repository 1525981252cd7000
pub mod repositories;
use axum::http::StatusCode;
use serde::Serialize;

use super::ApiSuccess;

pub async fn health() -> ApiSuccess<HealthResponseData> {
    ApiSuccess::new(StatusCode::OK, HealthResponseData { status: "ok" })
}

#[derive(Debug, Clone, PartialEq, Eq, Serialize)]
pub struct HealthResponseData {
    pub status: &'static str,
}
pub mod memory;
pub mod postgres;

pub use memory::InMemoryIdentityRepository;
pub use postgres::PostgresIdentityRepository;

• EXERCISE REQUIREMENTS: Read the records above. Show each line that has the string "StatusCode".

• ANSWER BELOW:
use axum::http::StatusCode;
    ApiSuccess::new(StatusCode::OK, HealthResponseData { status: "ok" })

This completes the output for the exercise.